Also, last time I checked-a few weeks ago- hierarchical ADTs compiled, but just didn’t behave as you’d expect. If we’re going to forbid them, let them at least be a compilation failure.

2 Likes

Should this be opened as an issue in https://github.com/lampepfl/dotty/issues? (Or https://github.com/lampepfl/dotty-feature-requests - are multi-level enums a feature request or a bug report? :boxing_glove:)

2 Likes

Multi-level enums could be useful but could be added later, if necessary.

In the meantime, the feature can be emulated rather directly, without the need to abandon enums:

e.g.:

enum MyEnum {
  case A
  case B(i: Int)
  case C(x: X)
}

final case class X(c: C)

enum C {
  case D(s: String)
  case E
}

Indeed, this would be the idiomatic encoding of this ADT in Haskell and other functional programming languages, which support products of sums, but not “sums of sums”, since those flatten into sums (it is only an artifact of Scala’s encoding of sums using subtyping that such a multi-level sum is even possible).

Why use an intermediate X case class? You can have:

package foo

enum MyEnum {
  case A
  case B(i: Int)
  case C(c: foo.C)
}

enum C {
  case D(s: String)
  case E
}

Though this version still allocate a useless wrapper at runtime (the MyEnum.C case). I don’t see a reason to add a wrapper when you could just have a nested enum. But I agree that nested enums can always be added later, and so are not on the critical path.

You could just as well say that it’s an artifact of Haskell’s lack of subtyping that these are not possible in Haskell.

7 Likes

Oh, and while we’re talking about Haskell, it’s funny to read GHC’s source and find things like:

-- INVARIANT: The cast is never refl.
-- INVARIANT: The Type is not a CastTy (use TransCo instead)

…which could be expressed by having a more refined, multi-level ADT. I guess they don’t use wrappers there because of the added performance overhead and boilerplate these would incur.

1 Like

Agreed.

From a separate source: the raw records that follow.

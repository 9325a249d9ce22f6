// SPDX-License-Identifier: Apache-2.0

//! virtio-blk device type.
//!
//! Parses descriptor chains into block requests and hands them to the
//! request queue; the caller's I/O engine executes them and calls
//! [`BlockRequest::complete`], which publishes the used element and rings
//! the guest's completion doorbell.
//!
//! Message framing relies on `VIRTIO_F_ANY_LAYOUT` staying unnegotiated: a
//! 16-byte header buffer, data buffers for IN/OUT/GET_ID, and a one-byte
//! writable status buffer at the end of the chain.

use std::sync::{Arc, RwLock};

use log::{error, warn};
use virtio_bindings::virtio_blk::{
    VIRTIO_BLK_F_BLK_SIZE, VIRTIO_BLK_F_MQ, VIRTIO_BLK_F_RO, VIRTIO_BLK_F_SEG_MAX,
    VIRTIO_BLK_F_SIZE_MAX, VIRTIO_BLK_ID_BYTES, VIRTIO_BLK_S_IOERR, VIRTIO_BLK_S_OK,
    VIRTIO_BLK_S_UNSUPP, VIRTIO_BLK_T_GET_ID, VIRTIO_BLK_T_IN, VIRTIO_BLK_T_OUT,
};
use virtio_bindings::virtio_config::VIRTIO_F_VERSION_1;
use vm_memory::ByteValued;

use crate::memory::GuestMemoryMap;
use crate::request_queue::RequestQueue;
use crate::vdev::VhostDevice;
use crate::vring::Vring;
use crate::virtqueue::{DescriptorChain, VringBuffer};
use crate::{Error, Result};

pub const SECTOR_SHIFT: u32 = 9;
pub const SECTOR_SIZE: u64 = 1 << SECTOR_SHIFT;

#[repr(C, packed)]
#[derive(Debug, Default, Clone, Copy)]
struct VirtioBlkReqHeader {
    req_type: u32,
    reserved: u32,
    sector: u64,
}

unsafe impl ByteValued for VirtioBlkReqHeader {}

/// virtio-blk config space, exposed through `GET_CONFIG`.
#[repr(C, packed)]
#[derive(Debug, Default, Clone, Copy)]
pub struct VirtioBlkConfig {
    pub capacity: u64,
    pub size_max: u32,
    pub seg_max: u32,
    pub cylinders: u16,
    pub heads: u8,
    pub sectors: u8,
    pub blk_size: u32,
    pub physical_block_exp: u8,
    pub alignment_offset: u8,
    pub min_io_size: u16,
    pub opt_io_size: u32,
    pub writeback: u8,
    pub unused0: u8,
    pub num_queues: u16,
}

unsafe impl ByteValued for VirtioBlkConfig {}

#[derive(Debug, Clone, Copy, PartialEq, Eq)]
pub enum BlockIoKind {
    Read,
    Write,
}

/// One guest block I/O, parsed and bounds-checked, waiting for the caller's
/// I/O engine. Consuming it with [`BlockRequest::complete`] reports the
/// outcome back to the guest.
pub struct BlockRequest {
    kind: BlockIoKind,
    first_sector: u64,
    num_sectors: u64,
    data: Vec<VringBuffer>,
    status: VringBuffer,
    head_index: u16,
    used_len: u32,
    vring: Arc<RwLock<Vring>>,
}

impl BlockRequest {
    pub fn kind(&self) -> BlockIoKind {
        self.kind
    }

    pub fn first_sector(&self) -> u64 {
        self.first_sector
    }

    pub fn num_sectors(&self) -> u64 {
        self.num_sectors
    }

    /// Scatter-gather list of the request, in guest order.
    pub fn data(&self) -> &[VringBuffer] {
        &self.data
    }

    /// Report the outcome to the guest: status byte, used element, doorbell.
    pub fn complete(self, result: std::io::Result<()>) {
        let (code, used_len) = match result {
            Ok(()) => (VIRTIO_BLK_S_OK as u8, self.used_len),
            Err(ref e) => {
                error!(
                    "{:?} of {} sectors at {} failed: {}",
                    self.kind, self.num_sectors, self.first_sector, e
                );
                (VIRTIO_BLK_S_IOERR as u8, 1)
            }
        };
        self.status.write_at(0, &[code]);

        let mut vring = self.vring.write().unwrap();
        vring.vq.add_used(self.head_index, used_len);
        vring.vq.notify();
    }
}

/// A block device served over vhost-user.
pub struct BlockDevice {
    config: VirtioBlkConfig,
    serial: String,
    num_sectors: u64,
    read_only: bool,
    num_queues: u16,
}

impl BlockDevice {
    /// `total_blocks` device blocks of `block_size` bytes each; `block_size`
    /// must be a multiple of the 512-byte virtio sector.
    pub fn new(
        serial: &str,
        total_blocks: u64,
        block_size: u32,
        num_queues: u16,
        read_only: bool,
    ) -> Result<Self> {
        if block_size == 0 || u64::from(block_size) % SECTOR_SIZE != 0 {
            error!(
                "block size {} is not a multiple of the {} byte sector",
                block_size, SECTOR_SIZE
            );
            return Err(Error::InvalidParam);
        }
        if num_queues == 0 {
            return Err(Error::InvalidParam);
        }

        let num_sectors = total_blocks * (u64::from(block_size) >> SECTOR_SHIFT);
        let config = VirtioBlkConfig {
            capacity: num_sectors,
            size_max: 65536,
            seg_max: 126,
            blk_size: block_size,
            min_io_size: 1,
            opt_io_size: 1,
            num_queues,
            ..Default::default()
        };

        Ok(BlockDevice {
            config,
            serial: serial.to_string(),
            num_sectors,
            read_only,
            num_queues,
        })
    }

    pub fn num_sectors(&self) -> u64 {
        self.num_sectors
    }

    fn commit(vring: &Arc<RwLock<Vring>>, head: u16, len: u32) {
        let mut vring = vring.write().unwrap();
        vring.vq.add_used(head, len);
        vring.vq.notify();
    }

    /// Drop a chain whose framing is unusable, without touching any buffer.
    fn abort_chain(vring: &Arc<RwLock<Vring>>, head: u16) {
        Self::commit(vring, head, 0);
    }

    /// Complete a chain with an error status.
    fn fail_chain(vring: &Arc<RwLock<Vring>>, head: u16, status: &VringBuffer, code: u8) {
        status.write_at(0, &[code]);
        Self::commit(vring, head, 1);
    }

    fn status_buffer(chain: &DescriptorChain) -> Option<&VringBuffer> {
        let status = chain.buffers.last()?;
        if status.len() == 1 && status.is_write_only() {
            Some(status)
        } else {
            None
        }
    }

    fn handle_io(
        &self,
        header: &VirtioBlkReqHeader,
        chain: &DescriptorChain,
        vring: &Arc<RwLock<Vring>>,
        rq: &RequestQueue,
    ) {
        let head = chain.head_index;
        if chain.buffers.len() < 3 {
            error!("block request with only {} buffers", chain.buffers.len());
            Self::abort_chain(vring, head);
            return;
        }
        let status = match Self::status_buffer(chain) {
            Some(s) => s.clone(),
            None => {
                error!("block request without a usable status buffer");
                Self::abort_chain(vring, head);
                return;
            }
        };

        let req_type = header.req_type;
        let kind = if req_type == VIRTIO_BLK_T_IN {
            BlockIoKind::Read
        } else {
            BlockIoKind::Write
        };
        if kind == BlockIoKind::Write && self.read_only {
            warn!("write request on read-only device");
            Self::fail_chain(vring, head, &status, VIRTIO_BLK_S_IOERR as u8);
            return;
        }

        let data = &chain.buffers[1..chain.buffers.len() - 1];
        let mut total_sectors = 0u64;
        let mut data_bytes = 0u64;
        for buf in data {
            if u64::from(buf.len()) % SECTOR_SIZE != 0 {
                error!("data buffer length {} not sector aligned", buf.len());
                Self::fail_chain(vring, head, &status, VIRTIO_BLK_S_IOERR as u8);
                return;
            }
            // Reads fill guest buffers, writes drain them; the chain must
            // agree on the direction of every data buffer.
            if (kind == BlockIoKind::Read) != buf.is_write_only() {
                error!("data buffer direction does not match request type");
                Self::fail_chain(vring, head, &status, VIRTIO_BLK_S_IOERR as u8);
                return;
            }
            total_sectors += u64::from(buf.len()) >> SECTOR_SHIFT;
            data_bytes += u64::from(buf.len());
        }

        if total_sectors == 0 {
            error!("zero-length block request");
            Self::fail_chain(vring, head, &status, VIRTIO_BLK_S_IOERR as u8);
            return;
        }

        let sector = header.sector;
        match sector.checked_add(total_sectors - 1) {
            Some(last) if last < self.num_sectors => {}
            _ => {
                error!(
                    "request beyond device end: sector {} count {}",
                    sector, total_sectors
                );
                Self::fail_chain(vring, head, &status, VIRTIO_BLK_S_IOERR as u8);
                return;
            }
        }

        let used_len = match kind {
            BlockIoKind::Read => data_bytes as u32 + 1,
            BlockIoKind::Write => 1,
        };
        rq.enqueue(BlockRequest {
            kind,
            first_sector: sector,
            num_sectors: total_sectors,
            data: data.to_vec(),
            status,
            head_index: head,
            used_len,
            vring: Arc::clone(vring),
        });
    }

    fn handle_get_id(&self, chain: &DescriptorChain, vring: &Arc<RwLock<Vring>>) {
        let head = chain.head_index;
        if chain.buffers.len() != 3 {
            error!("GET_ID request with {} buffers", chain.buffers.len());
            Self::abort_chain(vring, head);
            return;
        }
        let status = match Self::status_buffer(chain) {
            Some(s) => s.clone(),
            None => {
                Self::abort_chain(vring, head);
                return;
            }
        };

        let id_buf = &chain.buffers[1];
        if id_buf.len() as usize != VIRTIO_BLK_ID_BYTES as usize || !id_buf.is_write_only() {
            error!("bad GET_ID buffer (len {})", id_buf.len());
            Self::fail_chain(vring, head, &status, VIRTIO_BLK_S_IOERR as u8);
            return;
        }

        // Serial is padded with zeroes and silently truncated, no NUL needed.
        let mut id = [0u8; VIRTIO_BLK_ID_BYTES as usize];
        let serial = self.serial.as_bytes();
        let n = serial.len().min(id.len());
        id[..n].copy_from_slice(&serial[..n]);
        id_buf.write_at(0, &id);

        status.write_at(0, &[VIRTIO_BLK_S_OK as u8]);
        Self::commit(vring, head, VIRTIO_BLK_ID_BYTES + 1);
    }

    fn handle_chain(
        &self,
        chain: DescriptorChain,
        vring: &Arc<RwLock<Vring>>,
        rq: &RequestQueue,
    ) {
        let head = chain.head_index;
        let hdr_buf = match chain.buffers.first() {
            Some(b) => b,
            None => return,
        };

        let mut header = VirtioBlkReqHeader::default();
        if hdr_buf.len() as usize != std::mem::size_of::<VirtioBlkReqHeader>()
            || !hdr_buf.read_at(0, header.as_mut_slice())
        {
            error!("unreadable block request header (len {})", hdr_buf.len());
            Self::abort_chain(vring, head);
            return;
        }

        let req_type = header.req_type;
        match req_type {
            t if t == VIRTIO_BLK_T_IN || t == VIRTIO_BLK_T_OUT => {
                self.handle_io(&header, &chain, vring, rq)
            }
            t if t == VIRTIO_BLK_T_GET_ID => self.handle_get_id(&chain, vring),
            t => {
                warn!("unknown block request type {}", t);
                match Self::status_buffer(&chain) {
                    Some(status) => {
                        let status = status.clone();
                        Self::fail_chain(vring, head, &status, VIRTIO_BLK_S_UNSUPP as u8)
                    }
                    None => Self::abort_chain(vring, head),
                }
            }
        }
    }
}

impl VhostDevice for BlockDevice {
    fn features(&self) -> u64 {
        let mut features = (1u64 << VIRTIO_BLK_F_SIZE_MAX)
            | (1 << VIRTIO_BLK_F_SEG_MAX)
            | (1 << VIRTIO_BLK_F_BLK_SIZE)
            | (1 << VIRTIO_F_VERSION_1);
        if self.num_queues > 1 {
            features |= 1 << VIRTIO_BLK_F_MQ;
        }
        if self.read_only {
            features |= 1 << VIRTIO_BLK_F_RO;
        }
        features
    }

    fn get_config(&self, _offset: u32, size: u32) -> Vec<u8> {
        // Masters read from the start of the config space; the filling is
        // clamped to whatever fits the requested window.
        let config = self.config.as_slice();
        config[..config.len().min(size as usize)].to_vec()
    }

    fn dispatch_requests(
        &self,
        vring: &Arc<RwLock<Vring>>,
        mem: &Arc<RwLock<GuestMemoryMap>>,
        rq: &RequestQueue,
    ) -> Result<()> {
        loop {
            let chain = {
                let mut vring_guard = vring.write().unwrap();
                let mem_guard = mem.read().unwrap();
                vring_guard.vq.pop_chain(&*mem_guard)
            };
            match chain {
                Some(chain) => self.handle_chain(chain, vring, rq),
                None => return Ok(()),
            }
        }
    }
}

I think they’d be helpful, and it’s worth a feature request, but let’s not make the best be the enemy of the good – if multi-level isn’t in scope for 3.0, we should think about how to do it in a later release.

3 Likes

Are enums final, not sealed ? What’s stopping me from writing

enum MyEnum {
  case A
  case B(i: Int)
}

enum C extends MyEnum {
  case D(s: String)
  case E
}

in the same file?

Edit: there’s a specific prohibiting error message…

class C in package  extends enum MyEnum, but extending enums is prohibited.

But it’s possible to employ a pattern hiding the enum type for a horrible workaround:

sealed trait MyEnum
final lazy val MyEnum = MyEnum0

private enum MyEnum0 extends MyEnum {
  case A
  case B(i: Int)
}

enum C extends MyEnum {
  case D(s: String)
  case E
}